4) now the problem assumed the parachute was round but why couldn't you use a rectangular airfoil shape and glide the ambulance in? this would create a lift to reduce the vertical speed but would cause some amount of horizontal speed requiring a runway which might be prohibitive in this case

Last edited: Mar 28, 2014
5. Mar 28, 2014

### haruspex

You seem to be suggesting a lower speed, but that would make the parachute even bigger, and the teacher is reported to have said the answer is already too great.
Presumably the vehicle lands on its wheels, so the maximum speed is determined by the suspension system. Do vertical accelerations trigger airbags? - don't know. 6 m/s would be like dropping from 1.8 m. Sounds like quite a challenge to the suspension, so I agree that the speed may be already too high.
The given formula for drag corresponds to a coefficient of 0.5. That is the value for a smooth sphere in turbulent flow, so it seems a bit low to me. On the net I see values from 0.75 to 1.5, dependent on parachute design.
I see no errors in the calculations in the OP. Maybe there are some lighter ambulances available.

6. Mar 28, 2014

### AlephZero

The military do airdrop vehicles like humvees and even battle tanks, but if you look at some youtube videos of airdrops, a 60m diameter chute is obviously too big.

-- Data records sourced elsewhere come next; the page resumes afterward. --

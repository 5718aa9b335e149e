// Copyright (c) 2026 100monkeys.ai
// SPDX-License-Identifier: AGPL-3.0

//! Conduit Rust SDK
//!
//! Build agents that join the Conduit event bus: declare capabilities, supply
//! a handler, activate against a bus and a registry.
//!
//! ```no_run
//! use conduit_sdk::prelude::*;
//!
//! # async fn run(bus: EventBus, registry: std::sync::Arc<dyn CapabilityRegistry>) -> anyhow::Result<()> {
//! let agent = AgentBuilder::new("deployment-agent")
//!     .agent_type("deployment")
//!     .capability(
//!         Capability::new("deployment")
//!             .with_intent("deploy application")
//!             .with_routing_key("deployment.request"),
//!     )
//!     .handler(|_ctx: AgentContext, request: Event| async move {
//!         let app = require_str(&request.payload, "app_name")?.to_string();
//!         anyhow::Ok(Some(success_response(&request, format!("Deployed {}", app), Payload::new())))
//!     })
//!     .build()?
//!     .activate(bus, registry)
//!     .await?;
//! # let _ = agent;
//! # Ok(())
//! # }
//! ```

pub mod agent;
pub mod handler;
pub mod response;

pub use agent::{AgentBuilder, AgentConfig, AgentError, AgentHandle, AgentHealth};
pub use handler::{AgentContext, AgentEventHandler};
pub use response::{clarification_response, error_response, success_response};

pub mod prelude {
    pub use crate::agent::{AgentBuilder, AgentConfig, AgentError, AgentHandle, AgentHealth};
    pub use crate::handler::{AgentContext, AgentEventHandler};
    pub use crate::response::{clarification_response, error_response, success_response};
    pub use conduit_core::domain::capability::{AgentState, Capability};
    pub use conduit_core::domain::envelope::{
        optional_object, optional_str, optional_value, require_object, require_str, require_value,
        PayloadError, RequestEnvelope,
    };
    pub use conduit_core::domain::event::{Event, EventType, Payload};
    pub use conduit_core::domain::registry::CapabilityRegistry;
    pub use conduit_core::infrastructure::event_bus::EventBus;
}
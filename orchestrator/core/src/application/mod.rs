// Copyright (c) 2026 100monkeys.ai
// SPDX-License-Identifier: AGPL-3.0

pub mod intent;
pub mod routing;
pub mod orchestrator;

// Re-export use cases for convenience
pub use intent::{AiIntentExtractor, IntentExtractor, KeywordIntentExtractor};
pub use orchestrator::{Orchestrator, OrchestratorSettings};
pub use routing::{RouteOutcome, RouteStatus, RoutingError};
// Copyright (c) 2026 100monkeys.ai
// SPDX-License-Identifier: AGPL-3.0

// AI Provider Domain Interface (Anti-Corruption Layer)
//
// The orchestrator treats the AI provider as a black box that turns a system
// prompt and a user prompt into text. It is used to extract an intent string
// and to parse natural-language parameters; prompt content and provider
// failure modes stay outside the routing core.
//
// Implementations in infrastructure/llm/ directory.

use async_trait::async_trait;

#[async_trait]
pub trait AiProvider: Send + Sync {
    async fn call(&self, system_prompt: &str, user_prompt: &str) -> Result<String, AiError>;

    /// Check if provider is healthy and accessible
    async fn health_check(&self) -> Result<(), AiError>;
}

/// Errors that can occur during AI provider calls
#[derive(Debug, thiserror::Error)]
pub enum AiError {
    #[error("Network error: {0}")]
    Network(String),

    #[error("Authentication failed: {0}")]
    Authentication(String),

    #[error("Rate limit exceeded")]
    RateLimit,

    #[error("Model not found: {0}")]
    ModelNotFound(String),

    #[error("Provider error: {0}")]
    Provider(String),

    #[error("Provider not configured")]
    NotConfigured,
}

The OP's drag coefficient for the parachutes is too low and there is also the drag from the object being dropped. But that doesn't seem enough to get to the right ballpark for the diameter.

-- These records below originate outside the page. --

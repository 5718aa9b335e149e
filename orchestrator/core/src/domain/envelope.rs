// Copyright (c) 2026 100monkeys.ai
// SPDX-License-Identifier: AGPL-3.0
//! # Typed Payload Envelopes
//!
//! Events carry an open [`Payload`] map. Rather than type-asserting individual
//! keys at every call site, request and response payloads are lifted into a
//! small closed set of envelopes:
//!
//! | Envelope | Required keys | Notes |
//! |----------|---------------|-------|
//! | [`RequestEnvelope`] | `correlation_id` | `intent`, `context`, `request_id`, `source_agent` optional |
//! | [`ResponseEnvelope`] | `status` | any other keys land in `body` |
//! | [`ErrorEnvelope`] | `error` | always serialized with `status: "error"` |
//!
//! Accessors fail with a named [`PayloadError`] instead of coercing silently.

use serde::{Deserialize, Serialize};
use serde_json::Value;

use crate::domain::event::{Payload, CORRELATION_ID_KEY, REQUEST_ID_KEY};

pub const STATUS_KEY: &str = "status";
pub const MESSAGE_KEY: &str = "message";
pub const ERROR_KEY: &str = "error";
pub const INTENT_KEY: &str = "intent";
pub const CONTEXT_KEY: &str = "context";
pub const SOURCE_AGENT_KEY: &str = "source_agent";

#[derive(Debug, Clone, PartialEq, Eq, thiserror::Error)]
pub enum PayloadError {
    #[error("Missing required field: {0}")]
    MissingField(String),

    #[error("Field '{field}' has wrong type (expected {expected})")]
    WrongType {
        field: String,
        expected: &'static str,
    },

    #[error("Invalid value for field '{field}': {reason}")]
    InvalidValue { field: String, reason: String },
}

/// Read a required string field.
pub fn require_str<'a>(payload: &'a Payload, key: &str) -> Result<&'a str, PayloadError> {
    match payload.get(key) {
        None | Some(Value::Null) => Err(PayloadError::MissingField(key.to_string())),
        Some(Value::String(s)) => Ok(s.as_str()),
        Some(_) => Err(PayloadError::WrongType {
            field: key.to_string(),
            expected: "string",
        }),
    }
}

/// Read an optional string field. Present-but-not-a-string is still an error.
pub fn optional_str<'a>(payload: &'a Payload, key: &str) -> Result<Option<&'a str>, PayloadError> {
    match payload.get(key) {
        None | Some(Value::Null) => Ok(None),
        Some(Value::String(s)) => Ok(Some(s.as_str())),
        Some(_) => Err(PayloadError::WrongType {
            field: key.to_string(),
            expected: "string",
        }),
    }
}

pub fn require_object<'a>(payload: &'a Payload, key: &str) -> Result<&'a Payload, PayloadError> {
    match payload.get(key) {
        None | Some(Value::Null) => Err(PayloadError::MissingField(key.to_string())),
        Some(Value::Object(map)) => Ok(map),
        Some(_) => Err(PayloadError::WrongType {
            field: key.to_string(),
            expected: "object",
        }),
    }
}

pub fn optional_object<'a>(payload: &'a Payload, key: &str) -> Result<Option<&'a Payload>, PayloadError> {
    match payload.get(key) {
        None | Some(Value::Null) => Ok(None),
        Some(Value::Object(map)) => Ok(Some(map)),
        Some(_) => Err(PayloadError::WrongType {
            field: key.to_string(),
            expected: "object",
        }),
    }
}

pub fn require_value<'a>(payload: &'a Payload, key: &str) -> Result<&'a Value, PayloadError> {
    payload
        .get(key)
        .filter(|v| !v.is_null())
        .ok_or_else(|| PayloadError::MissingField(key.to_string()))
}

pub fn optional_value<'a>(payload: &'a Payload, key: &str) -> Option<&'a Value> {
    payload.get(key).filter(|v| !v.is_null())
}

/// Outcome reported by an agent in its response payload.
#[derive(Debug, Clone, Copy, PartialEq, Eq, Serialize, Deserialize)]
#[serde(rename_all = "snake_case")]
pub enum ResponseStatus {
    Success,
    Error,
    ClarificationNeeded,
}

impl ResponseStatus {
    pub fn as_str(&self) -> &'static str {
        match self {
            ResponseStatus::Success => "success",
            ResponseStatus::Error => "error",
            ResponseStatus::ClarificationNeeded => "clarification_needed",
        }
    }

    fn parse(raw: &str) -> Option<Self> {
        match raw {
            "success" => Some(ResponseStatus::Success),
            "error" => Some(ResponseStatus::Error),
            "clarification_needed" => Some(ResponseStatus::ClarificationNeeded),
            _ => None,
        }
    }
}

/// Request payload emitted by the orchestrator toward an agent.
#[derive(Debug, Clone, PartialEq)]
pub struct RequestEnvelope {
    pub correlation_id: String,
    pub request_id: Option<String>,
    pub intent: Option<String>,
    pub context: Payload,
    pub source_agent: Option<String>,
    /// Any keys not covered above
    pub body: Payload,
}

impl RequestEnvelope {
    pub fn from_payload(payload: &Payload) -> Result<Self, PayloadError> {
        let correlation_id = require_str(payload, CORRELATION_ID_KEY)?.to_string();
        let request_id = optional_str(payload, REQUEST_ID_KEY)?.map(str::to_string);
        let intent = optional_str(payload, INTENT_KEY)?.map(str::to_string);
        let context = optional_object(payload, CONTEXT_KEY)?.cloned().unwrap_or_default();
        let source_agent = optional_str(payload, SOURCE_AGENT_KEY)?.map(str::to_string);

        let body = without_keys(
            payload,
            &[CORRELATION_ID_KEY, REQUEST_ID_KEY, INTENT_KEY, CONTEXT_KEY, SOURCE_AGENT_KEY],
        );

        Ok(Self {
            correlation_id,
            request_id,
            intent,
            context,
            source_agent,
            body,
        })
    }

    pub fn into_payload(self) -> Payload {
        let mut payload = self.body;
        payload.insert(CORRELATION_ID_KEY.to_string(), Value::String(self.correlation_id));
        if let Some(request_id) = self.request_id {
            payload.insert(REQUEST_ID_KEY.to_string(), Value::String(request_id));
        }
        if let Some(intent) = self.intent {
            payload.insert(INTENT_KEY.to_string(), Value::String(intent));
        }
        payload.insert(CONTEXT_KEY.to_string(), Value::Object(self.context));
        if let Some(source_agent) = self.source_agent {
            payload.insert(SOURCE_AGENT_KEY.to_string(), Value::String(source_agent));
        }
        payload
    }
}

/// Response payload produced by an agent.
#[derive(Debug, Clone, PartialEq)]
pub struct ResponseEnvelope {
    pub status: ResponseStatus,
    pub correlation_id: Option<String>,
    pub request_id: Option<String>,
    pub message: Option<String>,
    pub body: Payload,
}

impl ResponseEnvelope {
    pub fn new(status: ResponseStatus) -> Self {
        Self {
            status,
            correlation_id: None,
            request_id: None,
            message: None,
            body: Payload::new(),
        }
    }

    pub fn from_payload(payload: &Payload) -> Result<Self, PayloadError> {
        let raw_status = require_str(payload, STATUS_KEY)?;
        let status = ResponseStatus::parse(raw_status).ok_or_else(|| PayloadError::InvalidValue {
            field: STATUS_KEY.to_string(),
            reason: format!("unknown status '{}'", raw_status),
        })?;

        Ok(Self {
            status,
            correlation_id: optional_str(payload, CORRELATION_ID_KEY)?.map(str::to_string),
            request_id: optional_str(payload, REQUEST_ID_KEY)?.map(str::to_string),
            message: optional_str(payload, MESSAGE_KEY)?.map(str::to_string),
            body: without_keys(
                payload,
                &[STATUS_KEY, CORRELATION_ID_KEY, REQUEST_ID_KEY, MESSAGE_KEY],
            ),
        })
    }

    pub fn into_payload(self) -> Payload {
        let mut payload = self.body;
        payload.insert(STATUS_KEY.to_string(), Value::String(self.status.as_str().to_string()));
        if let Some(message) = self.message {
            payload.insert(MESSAGE_KEY.to_string(), Value::String(message));
        }
        insert_correlation(&mut payload, self.correlation_id, self.request_id);
        payload
    }
}

/// Standardized error payload. The shell synthesizes one whenever a handler
/// fails or panics.
#[derive(Debug, Clone, PartialEq)]
pub struct ErrorEnvelope {
    pub error: String,
    pub code: Option<String>,
    pub correlation_id: Option<String>,
    pub request_id: Option<String>,
}

impl ErrorEnvelope {
    pub fn new(error: impl Into<String>) -> Self {
        Self {
            error: error.into(),
            code: None,
            correlation_id: None,
            request_id: None,
        }
    }

    pub fn with_code(mut self, code: impl Into<String>) -> Self {
        self.code = Some(code.into());
        self
    }

    pub fn from_payload(payload: &Payload) -> Result<Self, PayloadError> {
        Ok(Self {
            error: require_str(payload, ERROR_KEY)?.to_string(),
            code: optional_str(payload, "code")?.map(str::to_string),
            correlation_id: optional_str(payload, CORRELATION_ID_KEY)?.map(str::to_string),
            request_id: optional_str(payload, REQUEST_ID_KEY)?.map(str::to_string),
        })
    }

    pub fn into_payload(self) -> Payload {
        let mut payload = Payload::new();
        payload.insert(STATUS_KEY.to_string(), Value::String(ResponseStatus::Error.as_str().to_string()));
        payload.insert(MESSAGE_KEY.to_string(), Value::String(self.error.clone()));
        payload.insert(ERROR_KEY.to_string(), Value::String(self.error));
        if let Some(code) = self.code {
            payload.insert("code".to_string(), Value::String(code));
        }
        insert_correlation(&mut payload, self.correlation_id, self.request_id);
        payload
    }
}

fn insert_correlation(payload: &mut Payload, correlation_id: Option<String>, request_id: Option<String>) {
    if let Some(correlation_id) = correlation_id {
        payload.insert(CORRELATION_ID_KEY.to_string(), Value::String(correlation_id));
    }
    if let Some(request_id) = request_id {
        payload.insert(REQUEST_ID_KEY.to_string(), Value::String(request_id));
    }
}

fn without_keys(payload: &Payload, keys: &[&str]) -> Payload {
    payload
        .iter()
        .filter(|(k, _)| !keys.contains(&k.as_str()))
        .map(|(k, v)| (k.clone(), v.clone()))
        .collect()
}

#[cfg(test)]
mod tests {
    use super::*;
    use serde_json::json;

    fn payload(value: Value) -> Payload {
        value.as_object().cloned().unwrap()
    }

    #[test]
    fn test_accessors_name_the_failure() {
        let p = payload(json!({ "name": "svc", "replicas": 3, "labels": {"tier": "web"} }));

        assert_eq!(require_str(&p, "name").unwrap(), "svc");
        assert_eq!(
            require_str(&p, "missing"),
            Err(PayloadError::MissingField("missing".to_string()))
        );
        assert_eq!(
            require_str(&p, "replicas"),
            Err(PayloadError::WrongType { field: "replicas".to_string(), expected: "string" })
        );
        assert_eq!(optional_str(&p, "missing").unwrap(), None);
        assert!(optional_str(&p, "replicas").is_err());
        assert_eq!(require_object(&p, "labels").unwrap()["tier"], "web");
        assert!(require_value(&p, "replicas").is_ok());
        assert!(optional_value(&p, "missing").is_none());
    }

    #[test]
    fn test_request_envelope_requires_correlation_id() {
        let err = RequestEnvelope::from_payload(&payload(json!({ "intent": "deploy application" })));
        assert_eq!(err, Err(PayloadError::MissingField("correlation_id".to_string())));
    }

    #[test]
    fn test_request_envelope_separates_body() {
        let p = payload(json!({
            "correlation_id": "corr-1",
            "request_id": "req-1",
            "intent": "deploy application",
            "context": { "application": "billing" },
            "source_agent": "orchestrator",
            "dry_run": true
        }));

        let envelope = RequestEnvelope::from_payload(&p).unwrap();
        assert_eq!(envelope.correlation_id, "corr-1");
        assert_eq!(envelope.context["application"], "billing");
        assert_eq!(envelope.body.len(), 1);
        assert_eq!(envelope.body["dry_run"], true);
    }

    #[test]
    fn test_error_envelope_always_carries_error_status() {
        let mut envelope = ErrorEnvelope::new("boom").with_code("HANDLER_FAILED");
        envelope.correlation_id = Some("corr-9".to_string());
        let p = envelope.into_payload();

        assert_eq!(p["status"], "error");
        assert_eq!(p["error"], "boom");
        assert_eq!(p["correlation_id"], "corr-9");

        let parsed = ResponseEnvelope::from_payload(&p).unwrap();
        assert_eq!(parsed.status, ResponseStatus::Error);
        assert_eq!(parsed.message.as_deref(), Some("boom"));
    }

    #[test]
    fn test_unknown_response_status_is_invalid() {
        let err = ResponseEnvelope::from_payload(&payload(json!({ "status": "maybe" }))).unwrap_err();
        assert!(matches!(err, PayloadError::InvalidValue { .. }));
    }
}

I couldn't find a video which gave a good view of the actual landing. That's probably not too surprising, considering you don't want to be standing with a camera where a hummer might land on your head, or throw up a shower of stones when it hits the ground, or you get whiplashed by a parachute cable, or whatever.

Last edited: Mar 28, 2014
7. Mar 28, 2014

### AlephZero

Another line of attack is to Google for "airdrop parachutes". You can find some technical data from the suppliers, but the OP can find that for him/herself. That gives you a "right" answer to aim for, even if it doesn't tell you how to do the calculation.

8. Mar 28, 2014

### Simon Bridge

... yeah: I misread the result meaning the speed was too great.

64m does seem on the big side.
Maybe the issue is with the model used?
http://www.pcprg.com/rounddes.htm

Another thing to consider is if the ambulance is being dropped onto it's suspension, maybe it can withstand a higher speed landing? This would involve figuring how much energy the suspension can safely absorb.